De qualquer maneira, a epidemia é a gota d'água numa sociedade atingida pela fome, miséria e falta de acesso a recursos básicos de higiene. Se antes do terremoto devastador de janeiro somente 17% dos haitianos usufruíam de saneamento, hoje a situação é muito pior. E não é por falta de dinheiro, mas pelo caminho tortuoso que a ajuda financeira segue. Há hoje no país 10 mil Organizações Não-Governamentais (ONGs). Segundo Allyn Gaestel, jornalista do Atlantic baseado em Porto Príncipe, menos de 38% dos recursos captados após a tragédia do início deste ano foram aplicados na construção de infraestrutra.

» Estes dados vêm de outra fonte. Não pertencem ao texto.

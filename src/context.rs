//! Per-document parsing context and node properties.
//!
//! The [`Context`] owns the state that spans a whole document: tag
//! handles declared by `%TAG`, anchors recorded as nodes materialize,
//! the pointer-keyed tag map, and the `%YAML` version. A [`Scope`] is
//! the per-node slice of that state: the node's JSON pointer plus the
//! pending anchor and tag awaiting attachment. Descending into a child
//! node extends the pointer and clears the pendings, so a nested
//! descent never leaks a pending anchor to a sibling.

use crate::error::Result;
use crate::line::Line;
use crate::pointer;
use crate::value::Value;
use std::collections::{BTreeMap, HashMap};

/// Prefix of the YAML 1.2 core-schema tags.
pub(crate) const YAML_TAG_PREFIX: &str = "tag:yaml.org,2002:";

pub(crate) const TAG_NULL: &str = "tag:yaml.org,2002:null";
pub(crate) const TAG_BOOL: &str = "tag:yaml.org,2002:bool";
pub(crate) const TAG_INT: &str = "tag:yaml.org,2002:int";
pub(crate) const TAG_FLOAT: &str = "tag:yaml.org,2002:float";
pub(crate) const TAG_STR: &str = "tag:yaml.org,2002:str";
pub(crate) const TAG_SEQ: &str = "tag:yaml.org,2002:seq";
pub(crate) const TAG_MAP: &str = "tag:yaml.org,2002:map";

/// Document-wide parsing state. Not shared across documents.
pub(crate) struct Context {
    tag_handles: HashMap<String, String>,
    anchors: HashMap<String, Value>,
    tags: BTreeMap<String, String>,
    pub version: Option<(u32, u32)>,
}

impl Context {
    pub fn new() -> Self {
        let mut tag_handles = HashMap::new();
        tag_handles.insert("!".to_string(), "!".to_string());
        tag_handles.insert("!!".to_string(), YAML_TAG_PREFIX.to_string());
        Context {
            tag_handles,
            anchors: HashMap::new(),
            tags: BTreeMap::new(),
            version: None,
        }
    }

    /// The effective version, defaulting to 1.2.
    pub fn version_or_default(&self) -> (u32, u32) {
        self.version.unwrap_or((1, 2))
    }

    /// Declare or override a tag handle from `%TAG`.
    pub fn declare_handle(&mut self, handle: String, prefix: String) {
        self.tag_handles.insert(handle, prefix);
    }

    pub fn resolve_handle(&self, handle: &str) -> Option<&str> {
        self.tag_handles.get(handle).map(String::as_str)
    }

    /// Record an anchor. Anchors are recorded only after their node is
    /// fully built, so forward and self references cannot resolve.
    pub fn record_anchor(&mut self, name: String, value: Value) {
        self.anchors.insert(name, value);
    }

    pub fn lookup_anchor(&self, name: &str) -> Option<&Value> {
        self.anchors.get(name)
    }

    /// Record the resolved tag for the node at a pointer.
    pub fn record_tag(&mut self, pointer: String, tag: String) {
        self.tags.insert(pointer, tag);
    }

    /// Release the accumulated pointer→tag map to the assembler.
    pub fn take_tags(&mut self) -> BTreeMap<String, String> {
        std::mem::take(&mut self.tags)
    }
}

/// The per-node slice of the context: pointer plus pending properties.
#[derive(Clone, Debug, Default)]
pub(crate) struct Scope {
    pointer: String,
    pub anchor: Option<String>,
    pub tag: Option<String>,
}

impl Scope {
    /// The scope of a document root.
    pub fn root() -> Self {
        Scope::default()
    }

    pub fn pointer(&self) -> &str {
        &self.pointer
    }

    /// Descend into a mapping entry. Pendings start cleared.
    pub fn child_key(&self, key: &str) -> Scope {
        Scope {
            pointer: pointer::append_key(&self.pointer, key),
            anchor: None,
            tag: None,
        }
    }

    /// Descend into a sequence item. Pendings start cleared.
    pub fn child_index(&self, index: usize) -> Scope {
        Scope {
            pointer: pointer::append_index(&self.pointer, index),
            anchor: None,
            tag: None,
        }
    }

    /// Write the pending anchor and tag for a finished node.
    pub fn save_node_properties(&self, ctx: &mut Context, value: &Value) {
        if let Some(anchor) = &self.anchor {
            ctx.record_anchor(anchor.clone(), value.clone());
        }
        if let Some(tag) = &self.tag {
            ctx.record_tag(self.pointer.clone(), tag.clone());
        }
    }
}

// ---------------------------------------------------------------------------
// Node-property resolver
// ---------------------------------------------------------------------------

/// Consume `&anchor` and `!tag` tokens at a fresh node position.
///
/// Tokens may appear in any order and repeatedly, separated by spaces.
/// A duplicate anchor in the same pending slot is fatal; a repeated tag
/// overwrites. In flow context the tag suffix additionally stops at
/// flow indicators, which belong to the surrounding flow machine.
pub(crate) fn read_node_properties(
    line: &mut Line,
    scope: &mut Scope,
    ctx: &Context,
    flow: bool,
) -> Result<()> {
    loop {
        line.skip_spaces();
        match line.peek() {
            Some('&') => {
                line.advance();
                read_anchor(line, scope)?;
            }
            Some('!') => {
                line.advance();
                scope.tag = Some(read_tag(line, ctx, flow)?);
            }
            _ => return Ok(()),
        }
    }
}

fn read_anchor(line: &mut Line, scope: &mut Scope) -> Result<()> {
    let name = line.take_while(is_anchor_char);
    if name.is_empty() {
        return Err(line.syntax_error("Expected anchor name after '&'"));
    }
    if scope.anchor.is_some() {
        return Err(line.reference_error(format!("Duplicate anchor: {}", name)));
    }
    scope.anchor = Some(name.to_string());
    Ok(())
}

/// Parse a tag token with the leading `!` already consumed.
fn read_tag(line: &mut Line, ctx: &Context, flow: bool) -> Result<String> {
    // Verbatim form: !<uri>, stored literally.
    if line.accept('<') {
        let uri = line.take_while(|c| c != '>');
        if !line.accept('>') {
            return Err(line.syntax_error("Unterminated verbatim tag"));
        }
        return Ok(uri.to_string());
    }

    let word = line.take_while(is_tag_handle_char);
    let handle = if line.accept('!') {
        format!("!{}!", word)
    } else {
        "!".to_string()
    };

    let mut suffix = Vec::with_capacity(word.len());
    if handle == "!" {
        suffix.extend_from_slice(word.as_bytes());
    }
    loop {
        match line.peek() {
            Some('%') => {
                line.advance();
                let byte = line
                    .hex(2)
                    .ok_or_else(|| line.encoding_error("Illegal percent sequence in tag"))?;
                suffix.push(byte as u8);
            }
            Some(c) if is_tag_suffix_char(c) && !(flow && is_flow_indicator(c)) => {
                let mut buf = [0u8; 4];
                suffix.extend_from_slice(c.encode_utf8(&mut buf).as_bytes());
                line.advance();
            }
            _ => break,
        }
    }
    let suffix = String::from_utf8(suffix)
        .map_err(|_| line.encoding_error("Illegal percent encoding in tag"))?;

    let prefix = ctx
        .resolve_handle(&handle)
        .ok_or_else(|| line.reference_error(format!("Undeclared tag handle: {}", handle)))?;
    Ok(format!("{}{}", prefix, suffix))
}

fn is_anchor_char(c: char) -> bool {
    !c.is_whitespace() && !is_flow_indicator(c)
}

fn is_flow_indicator(c: char) -> bool {
    matches!(c, '[' | ']' | '{' | '}' | ',')
}

fn is_tag_handle_char(c: char) -> bool {
    c.is_ascii_alphanumeric() || c == '-'
}

fn is_tag_suffix_char(c: char) -> bool {
    is_tag_handle_char(c) || "#;/?:@&=+$,_.~*'()[]".contains(c)
}

#[cfg(test)]
mod tests {
    use super::*;

    fn props(text: &str) -> (Scope, Line<'_>) {
        let mut line = Line::new(1, text);
        let mut scope = Scope::root();
        let ctx = Context::new();
        read_node_properties(&mut line, &mut scope, &ctx, false).unwrap();
        (scope, line)
    }

    #[test]
    fn test_anchor_then_content() {
        let (scope, line) = props("&site value");
        assert_eq!(scope.anchor.as_deref(), Some("site"));
        assert_eq!(line.peek(), Some('v'));
    }

    #[test]
    fn test_secondary_handle() {
        let (scope, _) = props("!!str x");
        assert_eq!(scope.tag.as_deref(), Some(TAG_STR));
    }

    #[test]
    fn test_primary_handle() {
        let (scope, _) = props("!local x");
        assert_eq!(scope.tag.as_deref(), Some("!local"));
    }

    #[test]
    fn test_named_handle() {
        let mut line = Line::new(1, "!e!thing v");
        let mut scope = Scope::root();
        let mut ctx = Context::new();
        ctx.declare_handle("!e!".to_string(), "tag:example.com,2023:".to_string());
        read_node_properties(&mut line, &mut scope, &ctx, false).unwrap();
        assert_eq!(scope.tag.as_deref(), Some("tag:example.com,2023:thing"));
    }

    #[test]
    fn test_unknown_handle_is_fatal() {
        let mut line = Line::new(1, "!nope!thing v");
        let mut scope = Scope::root();
        let ctx = Context::new();
        let err = read_node_properties(&mut line, &mut scope, &ctx, false).unwrap_err();
        assert!(err.to_string().contains("Undeclared tag handle"));
    }

    #[test]
    fn test_verbatim_tag() {
        let (scope, _) = props("!<tag:example.com,2023:x> v");
        assert_eq!(scope.tag.as_deref(), Some("tag:example.com,2023:x"));
    }

    #[test]
    fn test_percent_decoding() {
        let (scope, _) = props("!!x%20y v");
        assert_eq!(scope.tag.as_deref(), Some("tag:yaml.org,2002:x y"));
        let mut line = Line::new(1, "!!x%2 v");
        let mut scope = Scope::root();
        let ctx = Context::new();
        let err = read_node_properties(&mut line, &mut scope, &ctx, false).unwrap_err();
        assert!(err.to_string().contains("percent"));
    }

    #[test]
    fn test_anchor_and_tag_any_order() {
        let (scope, _) = props("!!str &name x");
        assert_eq!(scope.anchor.as_deref(), Some("name"));
        assert_eq!(scope.tag.as_deref(), Some(TAG_STR));
    }

    #[test]
    fn test_duplicate_anchor_is_fatal() {
        let mut line = Line::new(1, "&a &b x");
        let mut scope = Scope::root();
        let ctx = Context::new();
        let err = read_node_properties(&mut line, &mut scope, &ctx, false).unwrap_err();
        assert!(err.to_string().contains("Duplicate anchor"));
    }

    #[test]
    fn test_scope_descent_clears_pendings() {
        let mut scope = Scope::root();
        scope.anchor = Some("a".to_string());
        let child = scope.child_key("k").child_index(2);
        assert_eq!(child.pointer(), "/k/2");
        assert!(child.anchor.is_none());
    }

    #[test]
    fn test_flow_suffix_stops_at_indicators() {
        let mut line = Line::new(1, "!!str,next");
        let mut scope = Scope::root();
        let ctx = Context::new();
        read_node_properties(&mut line, &mut scope, &ctx, true).unwrap();
        assert_eq!(scope.tag.as_deref(), Some(TAG_STR));
        assert_eq!(line.peek(), Some(','));
    }
}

E aí cabe dizer que há um erro fundamental na alocação do dinheiro: o Estado haitiano ficou em segundo plano. O principal destino do montante é este amontoado de ONGs instaladas no país. O processo é descentralizado, gerando ainda mais dificuldades de regulamentação, fiscalização e aplicação prática dos recursos. Fora que, agora, o Haiti pode estar pagando um valor altíssimo pelas estratégias da política externa americana recentes.
"Em 2000, um empréstimo de 54 milhões de dólares do Banco Interamericano de Desenvolvimento (BID) deveria ter sido repassado ao governo haitiano como forma de reabilitar seus sistemas de saneamento urbanos e rurais. Mas os EUA queriam desestabilizar o governo democraticamente eleito de (Jean-Bertrand) Aristide. Fontes sugerem que o governo americano teria pedido ao BID que bloqueasse o envio deste dinheiro, assim como outras remessas totalizando 146 milhões de dólares que seriam investidos em educação, saúde e infraestrutura santiária (...)", escreve Isabeau Doucet, correspondente do Guardian no Haiti.
Esta é uma denúncia gravíssima que precisa ainda ser provada. Mas é pouco provável que tal investigação ocorra agora, até porque colocaria Washington em posição muito delicada. O fato é que esta bomba-relógio de graves consequências humanitárias está no colo do Brasil, de certa forma. E talvez configure o primeiro grande desafio internacional de Dilma. Dependendo de como a situação irá transcorrer, o Haiti pode ter um papel determinante na história política brasileira, marcando o momento em que o Brasil passaria de pedra a vidraça.